0x1 PE Tools介绍
PE Tools工具可以获取系统中正在运行的所有进程的列表。程序主窗口分为上下两个部分,上半部分显示的是正在运行的进程,下半部分显示的是当前所选进程中加载的DLL模块。
0x2 进程内存转储
Dump:将内存中的内容转存到文件。
这种转储技术用来查看正在运行的进程内存中的内容。文件 是 运行时解压缩文件状态时,其只有在内存中才以解压缩的形态存在。
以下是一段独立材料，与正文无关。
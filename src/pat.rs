//! Pulse Arrival Time pipeline for one paired ECG/PPG channel.
//!
//! Each call to [`PatPipeline::step`] consumes one ECG and one PPG sample and
//! returns the events produced on that sample. Events within a sample always
//! come in the order heartbeat, landmarks, PAT.

use crate::error::PipelineError;
use crate::filters::{PpgFilterBank, RingBuffer};
use crate::parameters::SampleRateParameters;
use crate::ppg_features::{find_landmarks, find_onset, FilteredSegment, PpgLandmarks, PulseOnset};
use crate::ppg_segment::PpgSegmentBuffer;
use crate::qrs_detector::{DetectorSettings, QrsDetector};
use log::debug;

#[derive(Debug, Clone, Copy, PartialEq, Eq)]
pub struct Heartbeat {
    /// Samples between the estimated R-peak and the sample that confirmed it
    pub delay: usize,
    /// Stream index of the estimated R-peak
    pub r_peak_index: u64,
    /// Samples since the previous detected R-peak
    pub rr_samples: Option<u64>,
}

#[derive(Debug, Clone, PartialEq)]
pub enum ProcessingEvent {
    HeartbeatDetected(Heartbeat),
    PulseLandmarksFound(PpgLandmarks),
    PatComputed { pat_ms: f64, onset: PulseOnset },
}

#[derive(Debug, Clone)]
pub struct PatPipeline {
    params: SampleRateParameters,
    detector: QrsDetector,
    ecg_history: RingBuffer,
    ppg_filter: PpgFilterBank,
    segments: PpgSegmentBuffer,
    samples_seen: u64,
    last_r_peak: Option<u64>,
}

impl PatPipeline {
    pub fn configure(sample_rate: u32) -> Result<Self, PipelineError> {
        Self::configure_with(sample_rate, DetectorSettings::default())
    }

    pub fn configure_with(
        sample_rate: u32,
        settings: DetectorSettings,
    ) -> Result<Self, PipelineError> {
        let params = SampleRateParameters::new(sample_rate)?;
        Ok(Self {
            detector: QrsDetector::with_settings(&params, settings),
            ecg_history: RingBuffer::new(params.derivative_history_length),
            ppg_filter: PpgFilterBank::new(&params),
            segments: PpgSegmentBuffer::new(params.ms1500),
            samples_seen: 0,
            last_r_peak: None,
            params,
        })
    }

    pub fn params(&self) -> &SampleRateParameters {
        &self.params
    }

    pub fn detector(&self) -> &QrsDetector {
        &self.detector
    }

    /// Feed one sample pair and return the PAT in milliseconds if one was
    /// computed on it.
    pub fn process(&mut self, ecg_sample: i32, ppg_sample: i32) -> Option<f64> {
        self.step(ecg_sample, ppg_sample)
            .into_iter()
            .find_map(|event| match event {
                ProcessingEvent::PatComputed { pat_ms, .. } => Some(pat_ms),
                _ => None,
            })
    }

    /// Feed one sample pair and return every event it produced.
    pub fn step(&mut self, ecg_sample: i32, ppg_sample: i32) -> Vec<ProcessingEvent> {
        let index = self.samples_seen;
        self.samples_seen += 1;
        self.ecg_history.push(i64::from(ecg_sample));

        let mut events = Vec::new();
        if let Some(estimate) = self.detector.process(ecg_sample) {
            let delay = self.refine_delay(estimate);
            let r_peak_index = index.saturating_sub(delay as u64);
            let previous = self.last_r_peak.replace(r_peak_index);
            let rr_samples = previous.map(|p| r_peak_index.saturating_sub(p));

            events.push(ProcessingEvent::HeartbeatDetected(Heartbeat {
                delay,
                r_peak_index,
                rr_samples,
            }));
            self.close_segment(delay, previous, &mut events);
        }

        self.segments.append(self.ppg_filter.filter(ppg_sample));
        events
    }

    /// Move the detector's R-peak estimate to the largest raw ECG sample
    /// within `ms30` of it. Estimates older than the ECG history are kept.
    fn refine_delay(&self, estimate: usize) -> usize {
        let available = self.ecg_history.len().min(self.samples_seen as usize);
        if estimate >= available {
            return estimate;
        }

        let reach = self.params.ms30;
        let mut best = (estimate, self.ecg_history.ago(estimate + 1));
        for offset in 1..=reach {
            let older = Some(estimate + offset).filter(|&d| d < available);
            for delay in [older, estimate.checked_sub(offset)].into_iter().flatten() {
                let value = self.ecg_history.ago(delay + 1);
                if value > best.1 {
                    best = (delay, value);
                }
            }
        }
        best.0
    }

    /// `delay` counts raw samples back to the R-peak; `opening_beat` is the
    /// R-peak that opened the segment being closed, if any.
    fn close_segment(
        &mut self,
        delay: usize,
        opening_beat: Option<u64>,
        events: &mut Vec<ProcessingEvent>,
    ) {
        // Filtered values trail the raw stream, so fewer of them belong to
        // the next segment.
        let filter_delay = self.params.ppg_filter_delay;
        let finished = self.segments.split(delay.saturating_sub(filter_delay));
        let Some(opening_beat) = opening_beat else {
            return;
        };

        let start = finished.start_index;
        let filtered =
            FilteredSegment::new(finished.segment.into_samples(), self.params.derivative_length);
        let Some(landmarks) = find_landmarks(&filtered) else {
            debug!("No pulse landmarks after beat at {}", opening_beat);
            return;
        };
        events.push(ProcessingEvent::PulseLandmarksFound(landmarks));

        let Some(onset) = find_onset(&filtered, &landmarks) else {
            debug!("No pulse onset after beat at {}", opening_beat);
            return;
        };

        // Raw stream position of the onset, relative to the opening R-peak
        let arrival = start as f64 + onset.position - filter_delay as f64 - opening_beat as f64;
        if arrival < 0.0 {
            debug!(
                "Pulse onset {:.1} samples before its R-peak, skipping",
                -arrival
            );
            return;
        }
        events.push(ProcessingEvent::PatComputed {
            pat_ms: self.params.samples_to_ms(arrival),
            onset,
        });
    }
}
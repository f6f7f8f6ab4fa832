use std::path::Path;

use anyhow::Context as _;

use crate::foundation::{
    buffer::PixelBuffer,
    error::{MediaprepError, MediaprepResult},
};

/// Decode any supported image file and convert it to RGBA8.
pub fn load_rgba(path: &Path) -> MediaprepResult<PixelBuffer> {
    if !path.is_file() {
        return Err(MediaprepError::not_found(path));
    }
    let img = image::open(path).with_context(|| format!("decode image '{}'", path.display()))?;
    PixelBuffer::try_from(img.to_rgba8())
}

/// Decode encoded image bytes held in memory.
pub fn decode_rgba(bytes: &[u8]) -> MediaprepResult<PixelBuffer> {
    let img = image::load_from_memory(bytes).context("decode image from memory")?;
    PixelBuffer::try_from(img.to_rgba8())
}

/// Encode as PNG, creating the parent directory when needed.
pub fn save_png(buf: &PixelBuffer, path: &Path) -> MediaprepResult<()> {
    ensure_parent_dir(path)?;
    image::save_buffer_with_format(
        path,
        buf.as_raw(),
        buf.width(),
        buf.height(),
        image::ColorType::Rgba8,
        image::ImageFormat::Png,
    )
    .with_context(|| format!("write png '{}'", path.display()))?;
    Ok(())
}

pub fn ensure_parent_dir(path: &Path) -> MediaprepResult<()> {
    if let Some(parent) = path.parent().filter(|p| !p.as_os_str().is_empty()) {
        std::fs::create_dir_all(parent)
            .with_context(|| format!("failed to create output directory '{}'", parent.display()))?;
    }
    Ok(())
}

#[cfg(test)]
#[path = "../../tests/unit/assets/codec.rs"]
mod tests;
此时借助转储技术可以查看与源文件类似的代码和数据。
注意:使用PE保护器时,文件在内存中仍处于压缩与加密的状态,即便应用内存转储技术也往往无法准确把握文件内容,并且常常使用Anti-Dump技术给转储带来很大困难。
- Dump Full(完整转储)
PE Tools会检测PE文件头,并从基址开始转储SizeOflmage大小的区域(该区域是PE文件被加载到内存后的 映像大小)
PE Image(PE映像):运行普通PE文件时,其加载到内存中的形态即为PE映像,经常用来与PE文件区分。
- Dump Partial(部分转储)
该功能用来从相应进程内存的指定地址开始转储指定大小的部分。
- Dump Region(区域转储)
进程内存(用户区域)中所分配区域都被标识为某种状态,区域转储功能用于转储状态标识为COMMIT的内存区域。
0x3 PE编辑器
PE编辑器可以列出PE文件头的各种信息,可以对其进行修改。